Out of these ambivalent feelings towards technology have grown two conflicting visions, one optimistic the other pessimistic, one of technical omnipotence the other of technical impotence, one of control of the environment and human destiny through technology the other of technological systems running out of control. The optimists see technology as fulfilling the biblical injunction to ‘fill the earth and subdue it, and have dominion over the fish of the sea and over the birds of the air and over every living thing’ (Genesis 1:28). Although dominion can be construed either as stewardship or as domination, the aim inherited from seventeenth century movements that inaugurated ‘modern science’ has been that of domination. Thus Bacon (1561–1626), regarded by many as the father of modern science and technology, talks of subduing and dominating nature. Bacon was confident that by deploying our intellectual powers it would be possible to gain knowledge of nature’s secrets and so acquire the ability to bend the course of nature to our will. He had faith that humans would co-operate to acquire this knowledge and that they would deploy it to improve the lot of humankind. His vision of a scientifically developed and organized society, presented in New Atlantis (Bacon, 1627), reflects his optimistic view of human beings, their moral as well as intellectual perfectibility. On this optimistic view, we are firmly in control of the technologies we produce. Technology provides us with instruments which can be used and further developed by us, or not, depending on our purposes. As such, any technology is value neutral: we impose our values in deciding which technology to use and how. Our success in controlling certain aspects of nature and in harnessing its secret powers (atomic energy) has exceeded Bacon’s wildest dreams. Isn’t it therefore reasonable to suppose that the methods which have served us well thus far will enable us to continue to overcome obstacles, to solve problems and to expand our control over nature indefinitely?
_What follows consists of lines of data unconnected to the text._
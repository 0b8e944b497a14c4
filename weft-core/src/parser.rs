//! Recursive-descent parser from the token stream to the template AST.
//!
//! Block bodies (`for`, `if`) are collected into an accumulator owned by a
//! single [`collect_children`](Parser::collect_children) call. Nested
//! constructs are interpreted recursively and consume their own
//! terminators, so an accumulator only ever holds the current level's
//! children when its terminator arrives — there is no parse state shared
//! between nesting levels.
//!
//! Boolean conditions arrive from the lexer as an ordered token sequence;
//! they are parsed by a separate little grammar that consumes the sequence
//! destructively left to right.

use std::collections::{HashMap, VecDeque};

use crate::ast::Node;
use crate::error::TemplateError;
use crate::lexer::{ExprToken, Lexer, Operator, Token, TokenKind};
use crate::position::Position;

/// How a block body was closed.
#[derive(Debug, Clone, Copy, PartialEq, Eq)]
enum Terminator {
    Else,
    End,
}

pub struct Parser<'p> {
    lexer: Lexer,
    partials: &'p HashMap<String, String>,
}

impl<'p> Parser<'p> {
    pub fn new(source: &str, partials: &'p HashMap<String, String>) -> Self {
        Parser {
            lexer: Lexer::new(source),
            partials,
        }
    }

    /// Parse the whole input into a root block, consuming the lexer to
    /// exhaustion. Lexer errors propagate unchanged.
    pub fn parse(&mut self) -> Result<Node, TemplateError> {
        let mut children = Vec::new();
        while let Some(token) = self.lexer.next()? {
            children.push(self.parse_token(token)?);
        }
        Ok(Node::Block(children))
    }

    fn parse_token(&mut self, token: Token) -> Result<Node, TemplateError> {
        let Token { kind, pos } = token;
        match kind {
            TokenKind::Text(value) => Ok(Node::Text(value)),
            TokenKind::Variable(name) => Ok(Node::VariableRef(name)),
            TokenKind::Partial(name) => self.parse_partial(&name),
            TokenKind::For { iterable, binding } => {
                let (children, _) = self.collect_children(false, "for", pos)?;
                Ok(Node::For {
                    iterable,
                    binding,
                    body: Box::new(Node::Block(children)),
                })
            }
            TokenKind::If(expr_tokens) => self.parse_if(expr_tokens, pos),
            TokenKind::Else | TokenKind::End => Err(TemplateError::UnexpectedCharacter {
                expected: "text or an opening tag".to_string(),
                position: pos,
            }),
        }
    }

    /// Compile the registered partial source against the same registry and
    /// splice its block in wholesale.
    fn parse_partial(&mut self, name: &str) -> Result<Node, TemplateError> {
        let source = self
            .partials
            .get(name)
            .ok_or_else(|| TemplateError::UnknownPartial(name.to_string()))?;
        Parser::new(source, self.partials).parse()
    }

    fn parse_if(
        &mut self,
        expr_tokens: Vec<ExprToken>,
        pos: Position,
    ) -> Result<Node, TemplateError> {
        let condition = parse_boolean_expr(expr_tokens, pos)?;
        let (then_children, terminator) = self.collect_children(true, "if", pos)?;
        let else_children = match terminator {
            Terminator::Else => self.collect_children(false, "if", pos)?.0,
            Terminator::End => Vec::new(),
        };
        Ok(Node::IfElse {
            condition: Box::new(condition),
            then_body: Box::new(Node::Block(then_children)),
            else_body: Box::new(Node::Block(else_children)),
        })
    }

    /// Accumulate child nodes until a terminator closes the block opened at
    /// `start`. `end` always closes; `else` only when `allow_else` is set.
    fn collect_children(
        &mut self,
        allow_else: bool,
        construct: &'static str,
        start: Position,
    ) -> Result<(Vec<Node>, Terminator), TemplateError> {
        let mut children = Vec::new();
        loop {
            let Some(token) = self.lexer.next()? else {
                return Err(TemplateError::UnterminatedBlock {
                    construct,
                    position: start,
                });
            };
            match token.kind {
                TokenKind::End => return Ok((children, Terminator::End)),
                TokenKind::Else if allow_else => return Ok((children, Terminator::Else)),
                TokenKind::Else => {
                    return Err(TemplateError::UnexpectedCharacter {
                        expected: "'{% end %}'".to_string(),
                        position: token.pos,
                    });
                }
                _ => children.push(self.parse_token(token)?),
            }
        }
    }
}

/// Parse a whole captured condition. Trailing tokens the grammar did not
/// consume mean the expression was malformed.
fn parse_boolean_expr(tokens: Vec<ExprToken>, pos: Position) -> Result<Node, TemplateError> {
    let mut tokens = VecDeque::from(tokens);
    let node = parse_compound(&mut tokens, pos)?;
    if !tokens.is_empty() {
        return Err(TemplateError::MalformedExpression(pos));
    }
    Ok(node)
}

/// A simple expression, optionally composed with `&&`/`||`.
///
/// Composition is strictly right-associative and assigns no relative
/// precedence between the two operators: each operator takes everything to
/// its right as its right-hand operand. This is the documented grammar, not
/// an oversight.
fn parse_compound(
    tokens: &mut VecDeque<ExprToken>,
    pos: Position,
) -> Result<Node, TemplateError> {
    let lhs = parse_simple(tokens, pos)?;
    let op = match tokens.pop_front() {
        None => return Ok(lhs),
        Some(ExprToken::Op(Operator::And)) => Operator::And,
        Some(ExprToken::Op(Operator::Or)) => Operator::Or,
        Some(_) => return Err(TemplateError::MalformedExpression(pos)),
    };
    let lhs = Box::new(lhs);
    let rhs = Box::new(parse_compound(tokens, pos)?);
    Ok(if op == Operator::And {
        Node::And(lhs, rhs)
    } else {
        Node::Or(lhs, rhs)
    })
}

/// One primitive value, optionally followed by `==`/`!=` and a second
/// value, or by the `exists` keyword. A lone primitive is itself a valid
/// condition (truthiness decides).
fn parse_simple(tokens: &mut VecDeque<ExprToken>, pos: Position) -> Result<Node, TemplateError> {
    let first = tokens
        .pop_front()
        .ok_or(TemplateError::MalformedExpression(pos))?;
    let lhs = parse_value(first, pos)?;
    match tokens.front() {
        Some(ExprToken::Op(Operator::Eq)) => {
            tokens.pop_front();
            let rhs = next_value(tokens, pos)?;
            Ok(Node::Equals(Box::new(lhs), Box::new(rhs)))
        }
        Some(ExprToken::Op(Operator::Ne)) => {
            tokens.pop_front();
            let rhs = next_value(tokens, pos)?;
            Ok(Node::NotEquals(Box::new(lhs), Box::new(rhs)))
        }
        // `name exists` is sugar for "name is not the missing sentinel".
        Some(ExprToken::Ident(id)) if id == "exists" => {
            tokens.pop_front();
            Ok(Node::NotEquals(
                Box::new(lhs),
                Box::new(Node::VariableRef("undefined".to_string())),
            ))
        }
        _ => Ok(lhs),
    }
}

fn next_value(tokens: &mut VecDeque<ExprToken>, pos: Position) -> Result<Node, TemplateError> {
    let token = tokens
        .pop_front()
        .ok_or(TemplateError::MalformedExpression(pos))?;
    parse_value(token, pos)
}

fn parse_value(token: ExprToken, pos: Position) -> Result<Node, TemplateError> {
    match token {
        ExprToken::Ident(id) if id.eq_ignore_ascii_case("true") => Ok(Node::BoolLit(true)),
        ExprToken::Ident(id) if id.eq_ignore_ascii_case("false") => Ok(Node::BoolLit(false)),
        ExprToken::Ident(id) => Ok(Node::VariableRef(id)),
        ExprToken::Str(value) => Ok(Node::StringLit(value)),
        ExprToken::Number(value) => Ok(Node::NumberLit(value)),
        ExprToken::Op(_) => Err(TemplateError::MalformedExpression(pos)),
    }
}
On the other hand there are those who have become deeply pessimistic as a result of observing the path of so-called technological ‘progress’. As they see it, we are strangely impotent in the face of, indeed are enslaved by, a pervasive technology that, ironically, we ourselves have made. Not only is the goal of dominating nature a mere dream, but our ability to control the effects and course of development of the technology we have unleashed is also illusory; mute structures and blind forces are causally far more potent than human will and intelligence. At best, and if we are lucky, we can give technology a little nudge in this or that direction, perhaps slightly retarding its inexorable course. Technological development may have been initiated by humans, but it has become autonomous, has gone beyond the point where, individually or collectively, we can exercise control over it.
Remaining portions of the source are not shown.